Nobody believes in miracles for the exact same reasons as somebody else. The reasons are more important than the belief. Believing in the miracles of Lourdes because your parents told you they happened is really just believing your parents. It is trusting them not God. Hume criticised this kind of approach as superstition. It would not be superstition to believe in Lourdes if the evidence was satisfactory but to believe it on hearsay would be risky and superstition. If you believe the truth because of hearsay you are not honouring truth. Your reasons for accepting it are wrong. And tending to have the wrong reasons is a dangerous habit.
 
The person who believes the truth for the wrong reasons is no better than a person who believes lies for the wrong reasons. He or she is still not recognising the truth as truth. To see your mother when your glasses are distorted means you don't know if you really see her or not.
 
Those with any faith at all - little or large - may not hold on it to it very long.
 
The vast majority of people do not take miracle claims as seriously as they do say claims that the VAT rate will rise etc. They agree with Hume more than what they may think.
 
What Hume reasoned is intuitive. Religion is trying to skew our thinking and feelings by brainwashing us to feel and see it differently.
 
You can't settle for an alcoholic's testimony that Charlie murdered Sheila. The testimony, however hard to lend credence to, is evidence but it is not enough. You need a better testimony than that. For example, the testimony of forensics that Sheila's blood was under Charlie's fingernail. The more serious and the stranger the claim the better the quality of evidence that is needed. And a claim coming from an alcoholic liar is a strange claim by default!

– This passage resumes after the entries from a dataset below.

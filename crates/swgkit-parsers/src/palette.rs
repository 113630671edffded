// swgkit-parsers/src/palette.rs
//! RIFF color palette codec
//!
//! ```text
//! "RIFF"  size:u32 LE  "PAL "
//! "data"  chunk_size:u32 LE  version:u16 (0x0300)  count:u16
//! count × (r, g, b, flags)
//! ```

use serde::Serialize;
use swgkit_core::{Error, Result, Rgb};

use crate::binary::{ByteReader, ByteWriter};
use crate::iff::Tag;
use crate::traits::{Codec, ParseOptions};

const RIFF: &[u8; 4] = b"RIFF";
const PAL: &[u8; 4] = b"PAL ";
const DATA: &[u8; 4] = b"data";

/// Palette version written by the game tools
pub const PALETTE_VERSION: u16 = 0x0300;

/// Bytes before the first color entry
pub const HEADER_SIZE: usize = 24;

#[derive(Debug, Clone, Copy, PartialEq, Eq, Serialize)]
pub struct PaletteEntry {
    pub color: Rgb,
    pub flags: u8,
}

impl PaletteEntry {
    pub const fn new(color: Rgb) -> Self {
        Self { color, flags: 0 }
    }
}

#[derive(Debug, Clone, PartialEq, Eq, Serialize)]
pub struct Palette {
    pub version: u16,
    pub entries: Vec<PaletteEntry>,
}

impl Palette {
    pub fn new(colors: impl IntoIterator<Item = Rgb>) -> Self {
        Self {
            version: PALETTE_VERSION,
            entries: colors.into_iter().map(PaletteEntry::new).collect(),
        }
    }

    pub fn color(&self, index: usize) -> Option<Rgb> {
        self.entries.get(index).map(|e| e.color)
    }

    pub fn len(&self) -> usize {
        self.entries.len()
    }

    pub fn is_empty(&self) -> bool {
        self.entries.is_empty()
    }
}

pub struct PaletteCodec;

impl Codec for PaletteCodec {
    type Model = Palette;

    const ROOT: Option<Tag> = None;

    fn name(&self) -> &'static str {
        "Palette"
    }

    fn extensions(&self) -> &'static [&'static str] {
        &["pal"]
    }

    fn decode_with_options(&self, bytes: &[u8], _options: &ParseOptions) -> Result<Palette> {
        decode(bytes)
    }

    fn encode(&self, model: &Palette) -> Vec<u8> {
        encode(model)
    }

    fn sniff(&self, bytes: &[u8]) -> bool {
        bytes.len() >= 12 && bytes[..4] == *RIFF && bytes[8..12] == *PAL
    }
}

pub fn decode(bytes: &[u8]) -> Result<Palette> {
    let mut r = ByteReader::new(bytes);
    let magic = r.array::<4>()?;
    let _size = r.u32_le()?;
    let kind = r.array::<4>()?;
    if magic != *RIFF || kind != *PAL {
        return Err(Error::unexpected_form(
            "RIFF PAL",
            format!("{} {}", String::from_utf8_lossy(&magic), String::from_utf8_lossy(&kind)),
        ));
    }
    if r.array::<4>()? != *DATA {
        return Err(Error::missing_chunk("data"));
    }
    let _chunk_size = r.u32_le()?;
    let version = r.u16_le()?;
    if version != PALETTE_VERSION {
        tracing::warn!(version = %format!("{:#06x}", version), "Unexpected palette version");
    }

    let count = usize::from(r.u16_le()?);
    let available = r.remaining() / 4;
    if available < count {
        tracing::warn!(declared = count, available, "Truncated palette");
    }
    let mut entries = Vec::with_capacity(count.min(available));
    for _ in 0..count.min(available) {
        let [red, green, blue, flags] = r.array::<4>()?;
        entries.push(PaletteEntry {
            color: Rgb::new(red, green, blue),
            flags,
        });
    }

    Ok(Palette { version, entries })
}

pub fn encode(palette: &Palette) -> Vec<u8> {
    let colors = palette.entries.len() * 4;
    let mut w = ByteWriter::with_capacity(HEADER_SIZE + colors);
    w.put_bytes(RIFF);
    w.put_u32_le((HEADER_SIZE - 8 + colors) as u32);
    w.put_bytes(PAL);
    w.put_bytes(DATA);
    w.put_u32_le((4 + colors) as u32);
    w.put_u16_le(palette.version);
    w.put_u16_le(palette.entries.len() as u16);
    for entry in &palette.entries {
        w.put_bytes(&[entry.color.r, entry.color.g, entry.color.b, entry.flags]);
    }
    w.into_inner()
}

#[cfg(test)]
mod tests {
    use super::*;

    fn sample() -> Palette {
        Palette::new([Rgb::new(255, 0, 0), Rgb::new(12, 34, 56), Rgb::new(0, 0, 0)])
    }

    #[test]
    fn test_header_layout() {
        let bytes = encode(&sample());
        assert_eq!(bytes.len(), HEADER_SIZE + 12);
        assert_eq!(&bytes[4..8], &(bytes.len() as u32 - 8).to_le_bytes());
        assert_eq!(&bytes[20..22], &PALETTE_VERSION.to_le_bytes());
        assert!(PaletteCodec.sniff(&bytes));
    }

    #[test]
    fn test_round_trip() {
        let bytes = encode(&sample());
        let decoded = decode(&bytes).unwrap();
        assert_eq!(decoded, sample());
        assert_eq!(decoded.color(1), Some(Rgb::new(12, 34, 56)));
        assert_eq!(encode(&decoded), bytes);
    }

    #[test]
    fn test_truncated_entries_kept() {
        let mut bytes = encode(&sample());
        bytes.truncate(bytes.len() - 2);
        assert_eq!(decode(&bytes).unwrap().len(), 2);
    }

    #[test]
    fn test_not_a_palette() {
        assert!(matches!(decode(b"RIFF\0\0\0\0WAVEdata"), Err(Error::UnexpectedForm { .. })));
    }
}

A religious claim is both serious and strange.
 
Religion says that when it checks miracles such as apparitions from Heaven, it ensures that the visionary really believes they are seeing Jesus or Mary or whatever. But that is not a clue that we should believe them. It may only indicate the possibility that they are sincere - not that they are right. Sincere but incorrect testimonies were rife during the Jack the Ripper investigations in London 1888. Any piece of evidence for a miracle is not evidence for a miracle at all.  It is only evidence for the faith and belief of the people involved in experiencing the miracle.
 
Hume said that we need miraculous evidence to justify believing. Evidence that is naturally good can only back up natural events. Evidence that is magically good is the only kind of evidence that can back up supernatural events. For example, if Jesus really rose from the dead we should find a miraculous CCTV recording of it preserved for us for two thousand years.
 
This would not be absolute proof. There would still be room for scepticism. But it is the very least we would expect in order to believe.
 
The case in favour of Hume then is watertight. But Christians try to undermine it nonetheless. If people in authority tell you often enough that the truth is to be doubted they can stop you feeling and seeing the full force of what Hume said. And Christians deploy that tactic. They desensitise themselves and others.